Morse doesn’t think a 1-mile law will see the light of day, calling them “so over the top that they effectively create a moratorium in some of our smaller towns.”
House Bill 2781
This bill, which would effectively prohibit any child care facility from employing or using the services of anyone who possesses a medical marijuana card, is rejected as unfair by cannabis advocates who point out that there is no law preventing day-care workers from using cigarettes, alcohol or prescription medications on their own time.
Senate Bill 542
This bill would repeal sections of Measure 91 that say how local governments can regulate all aspects of marijuana production and sales and is deemed “very, very bad law,” by Oregon Cannabis Connection.
“The most appropriate legislation,” says Johnson, “would be bills designed to protect consumers by ensuring proper packaging, dosage and labeling of marijuana products as well as bills necessary to give the OLCC the tools needed to best keep marijuana out of the hands of minors.” He calls Senate Bill 542 “the most damaging bill” under consideration, saying it would encourage illegal sales, “completely undermining the most important priority of Measure 91 and the 56% of voters who want to curtail the underground, illicit market. Senate Bill 542 would allow for localities to enact exorbitant local taxes and prohibit state-licensed marijuana businesses with a simply majority vote of a county commission or city council, providing opportunities for illegal dealers to try and undercut the state-licensed businesses.”

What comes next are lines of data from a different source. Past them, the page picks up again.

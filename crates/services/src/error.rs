//! Shared error types for the services crate.

use thiserror::Error;

use book_core::model::ConfigError;

/// Errors emitted while setting up page decoration.
#[derive(Debug, Error)]
#[non_exhaustive]
pub enum SetupError {
    #[error(transparent)]
    Config(#[from] ConfigError),
}
//! End-to-end decoration flow: parse an embedded page configuration, run
//! the setup pass, then drive the shared tracker the way page widgets do.

use std::sync::atomic::{AtomicBool, Ordering};
use std::sync::{Arc, Mutex};

use book_core::model::{ActivityId, PageConfigDraft};
use services::{
    ActivityScanner, CompletionControl, ContentSurface, NavbarSurface, NavbarView, PageSetup,
    PageSurfaces, ProgressIndicator, ReadingListNotice, SessionBackend,
};

/// One in-memory page standing in for the embedding runtime.
#[derive(Default)]
struct FakePage {
    scanned_ids: Vec<&'static str>,
    counts: Mutex<Option<(usize, usize)>>,
    fill: Mutex<Option<f64>>,
    hidden: AtomicBool,
    completion_clicked: AtomicBool,
    status: Mutex<Option<String>>,
    notice: Mutex<Option<ReadingListNotice>>,
    navbar: Mutex<Option<NavbarView>>,
    components_ready: AtomicBool,
    tz_offset: Mutex<Option<i32>>,
}

impl ActivityScanner for FakePage {
    fn scan(&self) -> Vec<ActivityId> {
        self.scanned_ids
            .iter()
            .map(|id| ActivityId::new(*id))
            .collect()
    }
}

impl ProgressIndicator for FakePage {
    fn set_counts(&self, completed: usize, possible: usize) {
        *self.counts.lock().unwrap() = Some((completed, possible));
    }
    fn set_fill(&self, percent: f64) {
        *self.fill.lock().unwrap() = Some(percent);
    }
    fn hide(&self) {
        self.hidden.store(true, Ordering::SeqCst);
    }
    fn mark_logged_out(&self) {}
}

impl CompletionControl for FakePage {
    fn label(&self) -> String {
        if self.completion_clicked.load(Ordering::SeqCst) {
            "Completed. Click to mark as not completed".to_string()
        } else {
            "Mark as Completed".to_string()
        }
    }
    fn complete(&self) {
        self.completion_clicked.store(true, Ordering::SeqCst);
    }
}

impl NavbarSurface for FakePage {
    fn apply(&self, view: &NavbarView) {
        *self.navbar.lock().unwrap() = Some(view.clone());
    }
}

impl ContentSurface for FakePage {
    fn set_status_message(&self, message: &str) {
        *self.status.lock().unwrap() = Some(message.to_string());
    }
    fn append_notice(&self, notice: &ReadingListNotice) {
        *self.notice.lock().unwrap() = Some(notice.clone());
    }
    fn notify_components_ready(&self) {
        self.components_ready.store(true, Ordering::SeqCst);
    }
}

impl SessionBackend for FakePage {
    fn report_timezone_offset(&self, hours: i32) {
        *self.tz_offset.lock().unwrap() = Some(hours);
    }
}

fn bundle(page: &Arc<FakePage>) -> PageSurfaces {
    PageSurfaces {
        scanner: Arc::clone(page) as Arc<dyn ActivityScanner>,
        indicator: Arc::clone(page) as Arc<dyn ProgressIndicator>,
        completion: Arc::clone(page) as Arc<dyn CompletionControl>,
        navbar: Arc::clone(page) as Arc<dyn NavbarSurface>,
        content: Arc::clone(page) as Arc<dyn ContentSurface>,
        backend: Arc::clone(page) as Arc<dyn SessionBackend>,
    }
}

fn draft_from_json(json: &str) -> PageConfigDraft {
    serde_json::from_str(json).unwrap()
}

#[test]
fn full_page_load_with_reported_progress() {
    let page = Arc::new(FakePage {
        scanned_ids: vec!["should_not_be_scanned"],
        ..FakePage::default()
    });

    let draft = draft_from_json(
        r#"{
            "activities": {"page": 1, "question_1": 0, "codelens_2": 3},
            "isLoggedIn": true,
            "username": "bmiller",
            "app": "https://example.org/platform",
            "readings": ["Intro/Start.html", "Intro/Middle.html", "Intro/End.html"],
            "useServices": true,
            "path": "/books/fopp/Intro/Middle.html"
        }"#,
    );

    let decoration = PageSetup::new(draft, bundle(&page))
        .unwrap()
        .with_timezone_offset(6)
        .run();

    // The reported map was used verbatim: page + codelens_2 already done.
    assert_eq!(*page.counts.lock().unwrap(), Some((3, 3)));
    assert_eq!(*page.fill.lock().unwrap(), Some(100.0));
    assert!(!page.hidden.load(Ordering::SeqCst));

    assert_eq!(*page.tz_offset.lock().unwrap(), Some(6));
    assert_eq!(
        page.status.lock().unwrap().as_deref(),
        Some("username: bmiller")
    );
    assert_eq!(
        page.navbar
            .lock()
            .unwrap()
            .as_ref()
            .and_then(|view| view.auth_link.as_ref().map(|link| link.label.clone())),
        Some("Log Out".to_string())
    );
    assert_eq!(
        page.notice
            .lock()
            .unwrap()
            .as_ref()
            .and_then(|notice| notice.href().map(String::from)),
        Some("/books/fopp/Intro/End.html".to_string())
    );
    assert!(page.components_ready.load(Ordering::SeqCst));

    let idle = decoration.idle().expect("idle policy armed");
    assert_eq!(
        idle.redirect_for(&book_core::model::PagePath::new("/books/fopp/Intro/Middle.html"), ""),
        Some(
            "https://example.org/platform/default/user/login?_next=/books/fopp/Intro/Middle.html"
                .to_string()
        )
    );

    // Completion was not auto-triggered at load time even at 100%.
    assert!(!page.completion_clicked.load(Ordering::SeqCst));
}

#[test]
fn widgets_drive_a_scanned_page_to_completion() {
    let page = Arc::new(FakePage {
        scanned_ids: vec!["question_1", "poll_2"],
        ..FakePage::default()
    });

    let draft = draft_from_json(
        r#"{
            "isLoggedIn": true,
            "username": "reader",
            "useServices": true,
            "path": "/books/fopp/Intro/Start.html"
        }"#,
    );

    let decoration = PageSetup::new(draft, bundle(&page)).unwrap().run();
    let progress = decoration.progress();

    // page view + 2 scanned activities, only the page view credited.
    assert_eq!(*page.counts.lock().unwrap(), Some((1, 3)));

    // Two widgets share the handle; a stray id in between changes nothing.
    let quiz_widget = progress.clone();
    let poll_widget = progress.clone();
    quiz_widget.record_activity(&ActivityId::new("question_1"));
    assert_eq!(*page.counts.lock().unwrap(), Some((2, 3)));
    progress.record_activity(&ActivityId::new("not_on_this_page"));
    assert_eq!(*page.counts.lock().unwrap(), Some((2, 3)));
    poll_widget.record_activity(&ActivityId::new("poll_2"));

    assert_eq!(*page.counts.lock().unwrap(), Some((3, 3)));
    assert_eq!(*page.fill.lock().unwrap(), Some(100.0));
    assert!(page.completion_clicked.load(Ordering::SeqCst));
}

#[test]
fn navigation_page_hides_progress_but_still_sets_up() {
    let page = Arc::new(FakePage::default());

    let draft = draft_from_json(
        r#"{
            "isLoggedIn": false,
            "useServices": true,
            "path": "/books/fopp/index.html"
        }"#,
    );

    let decoration = PageSetup::new(draft, bundle(&page)).unwrap().run();

    assert!(page.hidden.load(Ordering::SeqCst));
    assert_eq!(page.status.lock().unwrap().as_deref(), Some("Not logged in"));
    assert!(page.components_ready.load(Ordering::SeqCst));
    assert!(decoration.idle().is_none());
}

Most members of the cannabis industry encourage the legislature to implement the will of the voters regulating marijuana sensibly. They say marijuana laws are as important as laws for microbrews and wineries, cigarettes and medications. But for them, the protection of the Oregon Medical Marijuana Program is essential, as is upholding the will of the voters in November.
“What the Oregon legislature is doing right now is going to guide national policy in 2020,” Gendron says. “A rescheduling of cannabis [making use legal nationally by removing it from the federal list of Schedule 1 substances] is going to happen in the next few years. And when that day comes, policies across the nation will be based on what happens in Salem, Oregon, right now.”